Don’t you admire (not exactly the right word) the slippery way a ‘confidentiality‘ clause becomes a non-disparagement clause? (Just like Shaun Stenning’s bush lawyer BS: … including but not limited to internet blogs …).
GE Money says it’s just normal business practice…
“GE Money can confirm that each agreement contains a confidentiality clause obliging all parties to the agreement to keep the contents of the agreement strictly confidential. This is not an unusual clause to see in an agreement of this nature.”
Yeah, uh-huh, thanks. That wasn’t the question. There is, despite what looks like a thin-to-the-point-of-transparent argument otherwise, a big difference between
(1) being bound to keep details ‘confidential’ and
(2) being prohibited from ‘comment[ing] adversely’.
A big difference.
“This is not an unusual clause to see in an agreement…” they say. No, of course not, especially if the stronger party makes it a condition of the agreement. What choice do bankrupt or near-bankrupt pensioners have? What if the GE mortgage terms are absolute rubbish? They can’t say anything?
The Golden Rule in action: He who has the gold makes the rules.
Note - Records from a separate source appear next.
use anyhow::Result;
use glam::Mat4;

use crate::coords::ColorRgba;
use crate::render::{RenderCtx, RenderTarget, TargetFormats};
use crate::transform::{DepthBias, VertexTransform};

use super::common::{
    ident_ubo_min_binding_size, pack_uniforms, uniform_stride, IdentUniform, PositionVertex,
};
use super::mesh::{IdentMesh, Primitive};

/// Configuration of the identification pass.
///
/// The formats are what `IdentTarget::new` allocates. The renderer itself
/// follows whatever formats the target it records into reports.
#[derive(Debug, Clone)]
pub struct IdentPassConfig {
    /// Color attachment format. Use a non-sRGB format so ident colors are stored
    /// without conversion.
    pub color_format: wgpu::TextureFormat,

    /// Depth attachment format. Must have a depth aspect.
    pub depth_format: wgpu::TextureFormat,

    /// Clip-space Z offset applied to line and point draws. Faces are drawn
    /// unbiased so wireframe over them wins the depth test.
    pub depth_bias: DepthBias,

    /// Color of pixels no draw covers.
    pub clear_color: ColorRgba,
}

impl Default for IdentPassConfig {
    fn default() -> Self {
        Self {
            color_format: wgpu::TextureFormat::Rgba8Unorm,
            depth_format: wgpu::TextureFormat::Depth32Float,
            depth_bias: DepthBias::DEFAULT,
            clear_color: ColorRgba::transparent(),
        }
    }
}

impl IdentPassConfig {
    #[inline]
    pub fn formats(&self) -> TargetFormats {
        TargetFormats {
            color: self.color_format,
            depth: self.depth_format,
        }
    }

    pub fn validate(&self) -> Result<()> {
        anyhow::ensure!(
            self.depth_format.has_depth_aspect(),
            "depth format {:?} has no depth aspect",
            self.depth_format
        );
        anyhow::ensure!(
            !self.color_format.is_depth_stencil_format(),
            "color format {:?} is a depth/stencil format",
            self.color_format
        );
        anyhow::ensure!(
            self.clear_color.is_finite(),
            "clear color {:?} is not finite",
            self.clear_color
        );
        Ok(())
    }
}

/// One object drawn by the pass.
#[derive(Copy, Clone)]
pub struct IdentDraw<'a> {
    pub mesh: &'a IdentMesh,
    /// Local-to-world transform, folded into the view matrix.
    pub model: Mat4,
    pub color: ColorRgba,
}

/// Everything the pass draws in one recording.
#[derive(Copy, Clone)]
pub struct IdentFrame<'a> {
    pub view: Mat4,
    pub proj: Mat4,
    pub draws: &'a [IdentDraw<'a>],
}

/// Bias a draw of `primitive` receives.
///
/// Only lines and points are pulled forward; biasing faces by the same amount
/// would cancel out against their wireframe.
fn primitive_bias(primitive: Primitive, wire_bias: DepthBias) -> DepthBias {
    match primitive {
        Primitive::Triangles => DepthBias::NONE,
        Primitive::Lines | Primitive::Points => wire_bias,
    }
}

/// Uniform of one draw of `primitive` with local transform `model`.
fn draw_uniform(
    base: VertexTransform,
    primitive: Primitive,
    model: Mat4,
    color: ColorRgba,
) -> IdentUniform {
    base.with_model(model)
        .with_bias(primitive_bias(primitive, base.bias))
        .uniform(color)
}

/// Position of a frame draw in the uniform buffer.
#[derive(Debug, Copy, Clone, Eq, PartialEq)]
struct DrawSlot {
    /// Index into `IdentFrame::draws`.
    draw: usize,
    /// Byte offset of its uniform.
    offset: wgpu::DynamicOffset,
}

/// Assigns consecutive uniform slots to the drawable entries of a frame.
///
/// Slot `k` sits at `k * stride`, the layout `pack_uniforms` produces.
fn draw_slots(drawable: impl IntoIterator<Item = bool>, stride: u64) -> Vec<DrawSlot> {
    drawable
        .into_iter()
        .enumerate()
        .filter(|&(_, ok)| ok)
        .map(|(draw, _)| draw)
        .enumerate()
        .map(|(slot, draw)| DrawSlot {
            draw,
            offset: (slot as u64 * stride) as wgpu::DynamicOffset,
        })
        .collect()
}

/// Identification pass renderer.
///
/// Clears the target, then draws every mesh with its flat color. Depth test
/// is `Less` with writes enabled; lines and points get the configured Z bias
/// in the vertex stage while faces do not, so wireframe drawn over coplanar
/// faces stays visible.
pub struct IdentRenderer {
    config: IdentPassConfig,

    pipeline_formats: Option<TargetFormats>,
    pipelines: [Option<wgpu::RenderPipeline>; 3],
    bind_group_layout: Option<wgpu::BindGroupLayout>,
    bind_group: Option<wgpu::BindGroup>,

    uniform_buffer: Option<wgpu::Buffer>,
    uniform_capacity: usize,
    uniform_stride: u64,

    warned_empty: bool,
}

impl IdentRenderer {
    pub fn new(config: IdentPassConfig) -> Result<Self> {
        config.validate()?;
        Ok(Self {
            config,
            pipeline_formats: None,
            pipelines: [None, None, None],
            bind_group_layout: None,
            bind_group: None,
            uniform_buffer: None,
            uniform_capacity: 0,
            uniform_stride: 0,
            warned_empty: false,
        })
    }

    #[inline]
    pub fn config(&self) -> &IdentPassConfig {
        &self.config
    }

    /// Changes the wireframe depth bias for subsequent recordings. Pipelines are kept.
    pub fn set_depth_bias(&mut self, bias: DepthBias) {
        self.config.depth_bias = bias;
    }

    /// Records the identification pass for `frame` into `target`.
    ///
    /// Pipelines are rebuilt when `target.formats` differ from the last
    /// target's. Empty meshes are skipped (one-time debug message). An empty
    /// frame still clears the target.
    pub fn render(
        &mut self,
        ctx: &RenderCtx<'_>,
        target: &mut RenderTarget<'_>,
        frame: &IdentFrame<'_>,
    ) {
        self.ensure_pipelines(ctx, target.formats);

        let drawable: Vec<bool> = frame.draws.iter().map(|d| !d.mesh.is_empty()).collect();
        let drawable_count = drawable.iter().filter(|&&ok| ok).count();
        if drawable_count < frame.draws.len() && !self.warned_empty {
            log::debug!("IdentRenderer: empty meshes in frame; skipped");
            self.warned_empty = true;
        }

        // Mutating methods must happen before borrowing pipelines/buffers immutably.
        self.ensure_uniform_capacity(ctx, drawable_count);
        self.ensure_bindings(ctx);

        let slots = draw_slots(drawable, self.uniform_stride);
        if !slots.is_empty() {
            if let Some(ubo) = self.uniform_buffer.as_ref() {
                let base = VertexTransform::new(frame.view, frame.proj)
                    .with_bias(self.config.depth_bias);
                let uniforms: Vec<IdentUniform> = slots
                    .iter()
                    .map(|s| {
                        let d = &frame.draws[s.draw];
                        draw_uniform(base, d.mesh.primitive(), d.model, d.color)
                    })
                    .collect();
                ctx.queue
                    .write_buffer(ubo, 0, &pack_uniforms(&uniforms, self.uniform_stride));
            }
        }

        let mut rpass = target.encoder.begin_render_pass(&wgpu::RenderPassDescriptor {
            label: Some("identpass ident pass"),
            color_attachments: &[Some(wgpu::RenderPassColorAttachment {
                view: target.color_view,
                resolve_target: None,
                ops: wgpu::Operations {
                    load: wgpu::LoadOp::Clear(self.config.clear_color.to_wgpu()),
                    store: wgpu::StoreOp::Store,
                },
                depth_slice: None,
            })],
            depth_stencil_attachment: Some(wgpu::RenderPassDepthStencilAttachment {
                view: target.depth_view,
                depth_ops: Some(wgpu::Operations {
                    load: wgpu::LoadOp::Clear(1.0),
                    store: wgpu::StoreOp::Store,
                }),
                stencil_ops: None,
            }),
            timestamp_writes: None,
            occlusion_query_set: None,
            multiview_mask: None,
        });

        let Some(bind_group) = self.bind_group.as_ref() else { return };

        let mut bound: Option<Primitive> = None;
        for slot in &slots {
            let mesh = frame.draws[slot.draw].mesh;
            let primitive = mesh.primitive();
            if bound != Some(primitive) {
                let Some(pipeline) = self.pipelines[primitive.slot()].as_ref() else { continue };
                rpass.set_pipeline(pipeline);
                bound = Some(primitive);
            }

            rpass.set_bind_group(0, bind_group, &[slot.offset]);
            rpass.set_vertex_buffer(0, mesh.positions().slice(..));

            match mesh.indices() {
                Some(ibo) => {
                    rpass.set_index_buffer(ibo.slice(..), wgpu::IndexFormat::Uint32);
                    rpass.draw_indexed(0..mesh.element_count(), 0, 0..1);
                }
                None => rpass.draw(0..mesh.element_count(), 0..1),
            }
        }

        log::trace!("IdentRenderer: recorded {} draws", slots.len());
    }

    fn ensure_pipelines(&mut self, ctx: &RenderCtx<'_>, formats: TargetFormats) {
        if !pipelines_stale(self.pipeline_formats, formats)
            && self.pipelines.iter().all(Option::is_some)
        {
            return;
        }

        let shader = ctx.device.create_shader_module(wgpu::ShaderModuleDescriptor {
            label: Some("identpass ident shader"),
            source: wgpu::ShaderSource::Wgsl(super::IDENT_SHADER_WGSL.into()),
        });

        let bind_group_layout =
            ctx.device
                .create_bind_group_layout(&wgpu::BindGroupLayoutDescriptor {
                    label: Some("identpass ident bgl"),
                    entries: &[wgpu::BindGroupLayoutEntry {
                        binding: 0,
                        visibility: wgpu::ShaderStages::VERTEX | wgpu::ShaderStages::FRAGMENT,
                        ty: wgpu::BindingType::Buffer {
                            ty: wgpu::BufferBindingType::Uniform,
                            has_dynamic_offset: true,
                            min_binding_size: Some(ident_ubo_min_binding_size()),
                        },
                        count: None,
                    }],
                });

        let pipeline_layout =
            ctx.device
                .create_pipeline_layout(&wgpu::PipelineLayoutDescriptor {
                    label: Some("identpass ident pipeline layout"),
                    bind_group_layouts: &[&bind_group_layout],
                    immediate_size: 0,
                });

        for primitive in Primitive::ALL {
            let pipeline = create_pipeline(ctx, &shader, &pipeline_layout, primitive, formats);
            self.pipelines[primitive.slot()] = Some(pipeline);
        }

        log::debug!(
            "IdentRenderer: pipelines built (color {:?}, depth {:?})",
            formats.color,
            formats.depth
        );

        self.pipeline_formats = Some(formats);
        self.bind_group_layout = Some(bind_group_layout);
        self.bind_group = None;
    }

    fn ensure_uniform_capacity(&mut self, ctx: &RenderCtx<'_>, required_draws: usize) {
        if required_draws <= self.uniform_capacity && self.uniform_buffer.is_some() {
            return;
        }

        let stride = uniform_stride(ctx.device.limits().min_uniform_buffer_offset_alignment);
        let new_cap = required_draws.next_power_of_two().max(16);

        self.uniform_buffer = Some(ctx.device.create_buffer(&wgpu::BufferDescriptor {
            label: Some("identpass ident ubo"),
            size: new_cap as u64 * stride,
            usage: wgpu::BufferUsages::UNIFORM | wgpu::BufferUsages::COPY_DST,
            mapped_at_creation: false,
        }));
        self.uniform_capacity = new_cap;
        self.uniform_stride = stride;

        // The bind group points at the old buffer.
        self.bind_group = None;

        log::debug!("IdentRenderer: uniform buffer grown to {new_cap} draws (stride {stride})");
    }

    fn ensure_bindings(&mut self, ctx: &RenderCtx<'_>) {
        if self.bind_group.is_some() {
            return;
        }
        let Some(bgl) = self.bind_group_layout.as_ref() else { return };
        let Some(ubo) = self.uniform_buffer.as_ref() else { return };

        let bind_group = ctx.device.create_bind_group(&wgpu::BindGroupDescriptor {
            label: Some("identpass ident bind group"),
            layout: bgl,
            entries: &[wgpu::BindGroupEntry {
                binding: 0,
                resource: wgpu::BindingResource::Buffer(wgpu::BufferBinding {
                    buffer: ubo,
                    offset: 0,
                    size: Some(ident_ubo_min_binding_size()),
                }),
            }],
        });

        self.bind_group = Some(bind_group);
    }
}

fn create_pipeline(
    ctx: &RenderCtx<'_>,
    shader: &wgpu::ShaderModule,
    layout: &wgpu::PipelineLayout,
    primitive: Primitive,
    formats: TargetFormats,
) -> wgpu::RenderPipeline {
    let label = format!("identpass ident {} pipeline", primitive.label());
    ctx.device.create_render_pipeline(&wgpu::RenderPipelineDescriptor {
        label: Some(&label),
        layout: Some(layout),

        vertex: wgpu::VertexState {
            module: shader,
            entry_point: Some("vs_main"),
            compilation_options: Default::default(),
            buffers: &[PositionVertex::layout()],
        },

        fragment: Some(wgpu::FragmentState {
            module: shader,
            entry_point: Some("fs_main"),
            compilation_options: Default::default(),
            targets: &[Some(wgpu::ColorTargetState {
                format: formats.color,
                // Ident colors must land untouched.
                blend: None,
                write_mask: wgpu::ColorWrites::ALL,
            })],
        }),

        primitive: wgpu::PrimitiveState {
            topology: primitive.topology(),
            strip_index_format: None,
            front_face: wgpu::FrontFace::Ccw,
            cull_mode: None,
            polygon_mode: wgpu::PolygonMode::Fill,
            unclipped_depth: false,
            conservative: false,
        },

        // Bias is applied in the vertex stage; hardware bias is triangle-only.
        depth_stencil: Some(wgpu::DepthStencilState {
            format: formats.depth,
            depth_write_enabled: true,
            depth_compare: wgpu::CompareFunction::Less,
            stencil: wgpu::StencilState::default(),
            bias: wgpu::DepthBiasState::default(),
        }),
        multisample: wgpu::MultisampleState::default(),

        multiview_mask: None,
        cache: None,
    })
}

/// True when pipelines built for `cached` cannot render into `wanted`.
fn pipelines_stale(cached: Option<TargetFormats>, wanted: TargetFormats) -> bool {
    cached != Some(wanted)
}
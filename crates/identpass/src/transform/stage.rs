use glam::{Mat4, Vec3, Vec4};

use crate::coords::ColorRgba;
use crate::render::IdentUniform;

use super::DepthBias;

/// Uniform state of one identification draw.
///
/// `view` already carries the object's model transform (`scene_view * model`);
/// the stage itself never sees a separate model matrix. Matrices are used as
/// given: nothing checks that they are invertible or even initialized.
#[derive(Debug, Copy, Clone, PartialEq)]
pub struct VertexTransform {
    pub view: Mat4,
    pub proj: Mat4,
    pub bias: DepthBias,
}

impl VertexTransform {
    /// Transform with the default depth bias.
    #[inline]
    pub fn new(view: Mat4, proj: Mat4) -> Self {
        Self {
            view,
            proj,
            bias: DepthBias::DEFAULT,
        }
    }

    #[inline]
    pub fn with_bias(self, bias: DepthBias) -> Self {
        Self { bias, ..self }
    }

    /// Folds an object's model matrix into the view (`view * model`).
    #[inline]
    pub fn with_model(self, model: Mat4) -> Self {
        Self {
            view: self.view * model,
            ..self
        }
    }

    /// Clip-space position of a local-space vertex.
    #[inline]
    pub fn clip_position(&self, position: Vec3) -> Vec4 {
        let clip = self.proj * self.view * position.extend(1.0);
        self.bias.apply(clip)
    }

    pub fn clip_positions(&self, positions: &[Vec3]) -> Vec<Vec4> {
        positions.iter().map(|&p| self.clip_position(p)).collect()
    }

    /// GPU uniform for this transform, drawn with `color`.
    pub fn uniform(&self, color: ColorRgba) -> IdentUniform {
        IdentUniform {
            view: self.view.to_cols_array_2d(),
            proj: self.proj.to_cols_array_2d(),
            bias: [self.bias.value(), 0.0, 0.0, 0.0],
            color: color.to_array(),
        }
    }
}

impl Default for VertexTransform {
    fn default() -> Self {
        Self::new(Mat4::IDENTITY, Mat4::IDENTITY)
    }
}

#[cfg(test)]
mod tests {
    use super::*;

    const EPS: f32 = 1e-5;

    fn sample_view() -> Mat4 {
        Mat4::look_at_rh(Vec3::new(3.0, -4.0, 5.0), Vec3::ZERO, Vec3::Z)
    }

    fn sample_proj() -> Mat4 {
        Mat4::perspective_rh(60f32.to_radians(), 4.0 / 3.0, 0.1, 100.0)
    }

    // ── identity ──────────────────────────────────────────────────────────

    #[test]
    fn identity_without_bias_is_homogeneous_position() {
        let t = VertexTransform::default().with_bias(DepthBias::NONE);
        let p = Vec3::new(-0.5, 7.0, 2.25);
        assert_eq!(t.clip_position(p), Vec4::new(-0.5, 7.0, 2.25, 1.0));
    }

    #[test]
    fn identity_scenario_subtracts_bias_from_z() {
        let out = VertexTransform::default().clip_position(Vec3::new(1.0, 2.0, 3.0));
        assert_eq!(out, Vec4::new(1.0, 2.0, 3.0 - 1e-4, 1.0));
    }

    // ── arbitrary matrices ────────────────────────────────────────────────

    #[test]
    fn matches_proj_view_product_minus_bias() {
        let (view, proj) = (sample_view(), sample_proj());
        let t = VertexTransform::new(view, proj);

        for p in [
            Vec3::ZERO,
            Vec3::new(1.0, 2.0, 3.0),
            Vec3::new(-10.0, 0.5, 4.0),
            Vec3::new(0.25, -0.75, -8.0),
        ] {
            let expected = proj * view * Vec4::new(p.x, p.y, p.z, 1.0) - Vec4::new(0.0, 0.0, 1e-4, 0.0);
            let got = t.clip_position(p);
            assert!(got.abs_diff_eq(expected, EPS), "{p:?}: {got:?} != {expected:?}");
        }
    }

    #[test]
    fn bias_is_independent_of_matrices() {
        let p = Vec3::new(0.3, -1.2, 2.0);
        for (view, proj) in [
            (Mat4::IDENTITY, Mat4::IDENTITY),
            (sample_view(), sample_proj()),
            (Mat4::from_scale(Vec3::splat(40.0)), Mat4::orthographic_rh(-1.0, 1.0, -1.0, 1.0, 0.0, 10.0)),
        ] {
            let biased = VertexTransform::new(view, proj).clip_position(p);
            let plain = VertexTransform::new(view, proj)
                .with_bias(DepthBias::NONE)
                .clip_position(p);

            assert_eq!(biased.x, plain.x);
            assert_eq!(biased.y, plain.y);
            assert_eq!(biased.w, plain.w);
            assert!((plain.z - biased.z - 1e-4).abs() < EPS);
        }
    }

    #[test]
    fn zero_matrices_yield_negative_bias_only() {
        let t = VertexTransform::new(Mat4::ZERO, Mat4::ZERO);
        let out = t.clip_position(Vec3::new(1.0, 2.0, 3.0));
        assert_eq!(out, Vec4::new(0.0, 0.0, -1e-4, 0.0));
    }

    #[test]
    fn non_finite_input_propagates_without_panicking() {
        let t = VertexTransform::new(Mat4::from_cols_array(&[f32::NAN; 16]), Mat4::IDENTITY);
        let out = t.clip_position(Vec3::ONE);
        assert!(out.is_nan());
    }

    // ── composition ───────────────────────────────────────────────────────

    #[test]
    fn with_model_folds_into_view() {
        let model = Mat4::from_translation(Vec3::new(5.0, 0.0, -1.0));
        let t = VertexTransform::new(sample_view(), sample_proj()).with_model(model);
        assert_eq!(t.view, sample_view() * model);

        let p = Vec3::new(1.0, 1.0, 1.0);
        let direct = VertexTransform::new(sample_view(), sample_proj())
            .clip_position(model.transform_point3(p));
        assert!(t.clip_position(p).abs_diff_eq(direct, 1e-4));
    }

    #[test]
    fn clip_positions_maps_each_vertex() {
        let t = VertexTransform::default();
        let out = t.clip_positions(&[Vec3::X, Vec3::Y]);
        assert_eq!(out, vec![Vec4::new(1.0, 0.0, -1e-4, 1.0), Vec4::new(0.0, 1.0, -1e-4, 1.0)]);
    }

    // ── uniform ───────────────────────────────────────────────────────────

    #[test]
    fn uniform_carries_column_major_matrices_and_bias() {
        let view = Mat4::from_translation(Vec3::new(1.0, 2.0, 3.0));
        let t = VertexTransform::new(view, Mat4::IDENTITY)
            .with_bias(DepthBias::new(2e-4).unwrap());
        let u = t.uniform(ColorRgba::new(0.1, 0.2, 0.3, 1.0));

        // Translation lives in the fourth column.
        assert_eq!(u.view[3], [1.0, 2.0, 3.0, 1.0]);
        assert_eq!(u.proj, Mat4::IDENTITY.to_cols_array_2d());
        assert_eq!(u.bias, [2e-4, 0.0, 0.0, 0.0]);
        assert_eq!(u.color, [0.1, 0.2, 0.3, 1.0]);
    }
}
For the record, I think it’s good that GE have said they won’t turn their mortgagors out into the street. (Hello Westpac.) That approach is, comparatively, enlightened — and no doubt partly a result of the pressure of publicity. So why the non-disparagement agreement? Aren’t their customers, even the distressed ones, free to share their direct experience of GE Money’s products and service? They’re not serfs.